◆ Activity: Below are the records; restate all of them word for word.
*** Opening of Data provided ***
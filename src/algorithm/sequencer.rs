//! Per-cube animation state machine
//!
//! Each cube steps through its own move list independently. A tick carries one
//! incremental angle per cube; the only cross-cube coupling is the check that
//! every cube has played its last move.

use crate::algorithm::moves::{Move, ParamsMove};
use crate::algorithm::preroll::apply_preroll;
use crate::io::error::Result;
use crate::math::geometry::{QUARTER_TURN, layer_rotation};
use crate::spatial::layer::{Pivots, members_of};
use crate::spatial::store::{CubieId, TransformStore};

// Accumulated angle this close to a quarter turn completes the move
const COMPLETION_EPSILON: f64 = 1e-9;

/// Lifecycle of one reveal run
#[derive(Clone, Copy, Debug, PartialEq, Eq)]
pub enum SequencerState {
    /// Nothing initialized; ticks are ignored
    Idle,
    /// Pre-roll applied, waiting for the first tick
    PreRolled,
    /// At least one tick has been processed
    Running,
    /// Every cube has played its whole move list
    Finished,
}

/// Discrete notifications emitted by ticks
#[derive(Clone, Copy, Debug, PartialEq, Eq)]
pub enum AnimationEvent {
    /// The first tick of a run was processed
    Started,
    /// A cube completed the quarter turn at `move_index`
    MoveCompleted {
        /// Cube index
        cube: usize,
        /// Index of the completed move
        move_index: usize,
    },
    /// Every cube reached the end of its move list
    Finished,
}

/// Rotate the cubies currently in a layer of `cube` by `angle` radians
///
/// The rotation is multiplied onto each member's existing transform. Returns
/// the number of cubies moved.
///
/// # Errors
///
/// Propagates store and layer lookup errors
pub fn rotate_layer(
    store: &mut TransformStore,
    pivots: &Pivots,
    cube: usize,
    mv: Move,
    angle: f64,
) -> Result<usize> {
    let members = members_of(store, mv.axis, cube, mv.face, pivots)?;
    let rotation = layer_rotation(mv.axis, pivots.layer_center(mv.axis, mv.face)?, angle);

    for (slot, transform) in &members {
        store.set(CubieId::new(cube, *slot), rotation * *transform)?;
    }

    Ok(members.len())
}

/// Owner of the transform store and every cube's move progress
#[derive(Debug, Clone)]
pub struct Sequencer {
    store: TransformStore,
    pivots: Vec<Pivots>,
    params: Vec<ParamsMove>,
    applied: Vec<f64>,
    state: SequencerState,
}

impl Default for Sequencer {
    fn default() -> Self {
        Self::idle()
    }
}

impl Sequencer {
    /// A sequencer with no cubes that ignores ticks
    pub fn idle() -> Self {
        Self {
            store: TransformStore::new(0),
            pivots: Vec::new(),
            params: Vec::new(),
            applied: Vec::new(),
            state: SequencerState::Idle,
        }
    }

    /// Apply the pre-roll to every cube and wait for the first tick
    ///
    /// Starts out `Finished` when no cube has a move left to animate.
    ///
    /// # Errors
    ///
    /// Propagates store and layer lookup errors
    pub fn prerolled(
        mut store: TransformStore,
        pivots: Vec<Pivots>,
        mut params: Vec<ParamsMove>,
        preroll_moves: usize,
    ) -> Result<Self> {
        for (cube, (cube_pivots, cube_params)) in pivots.iter().zip(params.iter_mut()).enumerate()
        {
            apply_preroll(&mut store, cube_pivots, cube, cube_params, preroll_moves)?;
        }

        let applied = vec![0.0; params.len()];
        let state = if params.iter().all(ParamsMove::is_finished) {
            SequencerState::Finished
        } else {
            SequencerState::PreRolled
        };
        Ok(Self {
            store,
            pivots,
            params,
            applied,
            state,
        })
    }

    /// Current lifecycle state
    pub const fn state(&self) -> SequencerState {
        self.state
    }

    /// Transforms owned by this sequencer; read only between ticks
    pub const fn store(&self) -> &TransformStore {
        &self.store
    }

    /// Give up ownership of the transforms
    pub fn into_store(self) -> TransformStore {
        self.store
    }

    /// Move progress of every cube
    pub fn params(&self) -> &[ParamsMove] {
        &self.params
    }

    /// Pivots of every cube
    pub fn pivots(&self) -> &[Pivots] {
        &self.pivots
    }

    /// Angle already applied to each cube's current move
    pub fn applied(&self) -> &[f64] {
        &self.applied
    }

    /// Whether every cube has played its whole move list
    pub fn all_finished(&self) -> bool {
        self.params.iter().all(ParamsMove::is_finished)
    }

    /// Advance every unfinished cube by its entry in `deltas`
    ///
    /// Deltas are unsigned angles in radians; the move's direction supplies the
    /// sign. Missing, negative or non-finite entries count as zero, and any
    /// excess beyond the current quarter turn is dropped, so a cube completes
    /// at most one move per tick.
    ///
    /// # Errors
    ///
    /// Propagates store and layer lookup errors
    pub fn tick(&mut self, deltas: &[f64]) -> Result<Vec<AnimationEvent>> {
        let mut events = Vec::new();
        match self.state {
            SequencerState::Idle | SequencerState::Finished => return Ok(events),
            SequencerState::PreRolled => {
                self.state = SequencerState::Running;
                events.push(AnimationEvent::Started);
            }
            SequencerState::Running => {}
        }

        for cube in 0..self.params.len() {
            let delta = deltas
                .get(cube)
                .copied()
                .filter(|d| d.is_finite())
                .unwrap_or(0.0)
                .max(0.0);
            if let Some(event) = self.step_cube(cube, delta)? {
                events.push(event);
            }
        }

        if self.all_finished() {
            self.state = SequencerState::Finished;
            events.push(AnimationEvent::Finished);
        }

        Ok(events)
    }

    fn step_cube(&mut self, cube: usize, delta: f64) -> Result<Option<AnimationEvent>> {
        let (Some(params), Some(pivots), Some(applied)) = (
            self.params.get_mut(cube),
            self.pivots.get(cube),
            self.applied.get_mut(cube),
        ) else {
            return Ok(None);
        };
        let Some(current) = params.current() else {
            return Ok(None);
        };

        let step = delta.min(QUARTER_TURN - *applied);
        if step > 0.0 {
            rotate_layer(
                &mut self.store,
                pivots,
                cube,
                current,
                step * current.direction.sign(),
            )?;
            *applied += step;
        }

        if *applied < QUARTER_TURN - COMPLETION_EPSILON {
            return Ok(None);
        }

        let move_index = params.current_move();
        params.advance();
        *applied = 0.0;
        Ok(Some(AnimationEvent::MoveCompleted { cube, move_index }))
    }
}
*** Close of Data provided ***
◆ The completed task:
filename src/algorithm/sequencer.rs
//! Per-cube animation state machine
//!
//! Each cube steps through its own move list independently. A tick carries one
//! incremental angle per cube; the only cross-cube coupling is the check that
//! every cube has played its last move.

use crate::algorithm::moves::{Move, ParamsMove};
use crate::algorithm::preroll::apply_preroll;
use crate::io::error::Result;
use crate::math::geometry::{QUARTER_TURN, layer_rotation};
use crate::spatial::layer::{Pivots, members_of};
use crate::spatial::store::{CubieId, TransformStore};

// Accumulated angle this close to a quarter turn completes the move
const COMPLETION_EPSILON: f64 = 1e-9;

/// Lifecycle of one reveal run
#[derive(Clone, Copy, Debug, PartialEq, Eq)]
pub enum SequencerState {
    /// Nothing initialized; ticks are ignored
    Idle,
    /// Pre-roll applied, waiting for the first tick
    PreRolled,
    /// At least one tick has been processed
    Running,
    /// Every cube has played its whole move list
    Finished,
}

/// Discrete notifications emitted by ticks
#[derive(Clone, Copy, Debug, PartialEq, Eq)]
pub enum AnimationEvent {
    /// The first tick of a run was processed
    Started,
    /// A cube completed the quarter turn at `move_index`
    MoveCompleted {
        /// Cube index
        cube: usize,
        /// Index of the completed move
        move_index: usize,
    },
    /// Every cube reached the end of its move list
    Finished,
}

/// Rotate the cubies currently in a layer of `cube` by `angle` radians
///
/// The rotation is multiplied onto each member's existing transform. Returns
/// the number of cubies moved.
///
/// # Errors
///
/// Propagates store and layer lookup errors
pub fn rotate_layer(
    store: &mut TransformStore,
    pivots: &Pivots,
    cube: usize,
    mv: Move,
    angle: f64,
) -> Result<usize> {
    let members = members_of(store, mv.axis, cube, mv.face, pivots)?;
    let rotation = layer_rotation(mv.axis, pivots.layer_center(mv.axis, mv.face)?, angle);

    for (slot, transform) in &members {
        store.set(CubieId::new(cube, *slot), rotation * *transform)?;
    }

    Ok(members.len())
}

/// Owner of the transform store and every cube's move progress
#[derive(Debug, Clone)]
pub struct Sequencer {
    store: TransformStore,
    pivots: Vec<Pivots>,
    params: Vec<ParamsMove>,
    applied: Vec<f64>,
    state: SequencerState,
}

impl Default for Sequencer {
    fn default() -> Self {
        Self::idle()
    }
}

impl Sequencer {
    /// A sequencer with no cubes that ignores ticks
    pub fn idle() -> Self {
        Self {
            store: TransformStore::new(0),
            pivots: Vec::new(),
            params: Vec::new(),
            applied: Vec::new(),
            state: SequencerState::Idle,
        }
    }

    /// Apply the pre-roll to every cube and wait for the first tick
    ///
    /// Starts out `Finished` when no cube has a move left to animate.
    ///
    /// # Errors
    ///
    /// Propagates store and layer lookup errors
    pub fn prerolled(
        mut store: TransformStore,
        pivots: Vec<Pivots>,
        mut params: Vec<ParamsMove>,
        preroll_moves: usize,
    ) -> Result<Self> {
        for (cube, (cube_pivots, cube_params)) in pivots.iter().zip(params.iter_mut()).enumerate()
        {
            apply_preroll(&mut store, cube_pivots, cube, cube_params, preroll_moves)?;
        }

        let applied = vec![0.0; params.len()];
        let state = if params.iter().all(ParamsMove::is_finished) {
            SequencerState::Finished
        } else {
            SequencerState::PreRolled
        };
        Ok(Self {
            store,
            pivots,
            params,
            applied,
            state,
        })
    }

    /// Current lifecycle state
    pub const fn state(&self) -> SequencerState {
        self.state
    }

    /// Transforms owned by this sequencer; read only between ticks
    pub const fn store(&self) -> &TransformStore {
        &self.store
    }

    /// Give up ownership of the transforms
    pub fn into_store(self) -> TransformStore {
        self.store
    }

    /// Move progress of every cube
    pub fn params(&self) -> &[ParamsMove] {
        &self.params
    }

    /// Pivots of every cube
    pub fn pivots(&self) -> &[Pivots] {
        &self.pivots
    }

    /// Angle already applied to each cube's current move
    pub fn applied(&self) -> &[f64] {
        &self.applied
    }

    /// Whether every cube has played its whole move list
    pub fn all_finished(&self) -> bool {
        self.params.iter().all(ParamsMove::is_finished)
    }

    /// Advance every unfinished cube by its entry in `deltas`
    ///
    /// Deltas are unsigned angles in radians; the move's direction supplies the
    /// sign. Missing, negative or non-finite entries count as zero, and any
    /// excess beyond the current quarter turn is dropped, so a cube completes
    /// at most one move per tick.
    ///
    /// # Errors
    ///
    /// Propagates store and layer lookup errors
    pub fn tick(&mut self, deltas: &[f64]) -> Result<Vec<AnimationEvent>> {
        let mut events = Vec::new();
        match self.state {
            SequencerState::Idle | SequencerState::Finished => return Ok(events),
            SequencerState::PreRolled => {
                self.state = SequencerState::Running;
                events.push(AnimationEvent::Started);
            }
            SequencerState::Running => {}
        }

        for cube in 0..self.params.len() {
            let delta = deltas
                .get(cube)
                .copied()
                .filter(|d| d.is_finite())
                .unwrap_or(0.0)
                .max(0.0);
            if let Some(event) = self.step_cube(cube, delta)? {
                events.push(event);
            }
        }

        if self.all_finished() {
            self.state = SequencerState::Finished;
            events.push(AnimationEvent::Finished);
        }

        Ok(events)
    }

    fn step_cube(&mut self, cube: usize, delta: f64) -> Result<Option<AnimationEvent>> {
        let (Some(params), Some(pivots), Some(applied)) = (
            self.params.get_mut(cube),
            self.pivots.get(cube),
            self.applied.get_mut(cube),
        ) else {
            return Ok(None);
        };
        let Some(current) = params.current() else {
            return Ok(None);
        };

        let step = delta.min(QUARTER_TURN - *applied);
        if step > 0.0 {
            rotate_layer(
                &mut self.store,
                pivots,
                cube,
                current,
                step * current.direction.sign(),
            )?;
            *applied += step;
        }

        if *applied < QUARTER_TURN - COMPLETION_EPSILON {
            return Ok(None);
        }

        let move_index = params.current_move();
        params.advance();
        *applied = 0.0;
        Ok(Some(AnimationEvent::MoveCompleted { cube, move_index }))
    }
}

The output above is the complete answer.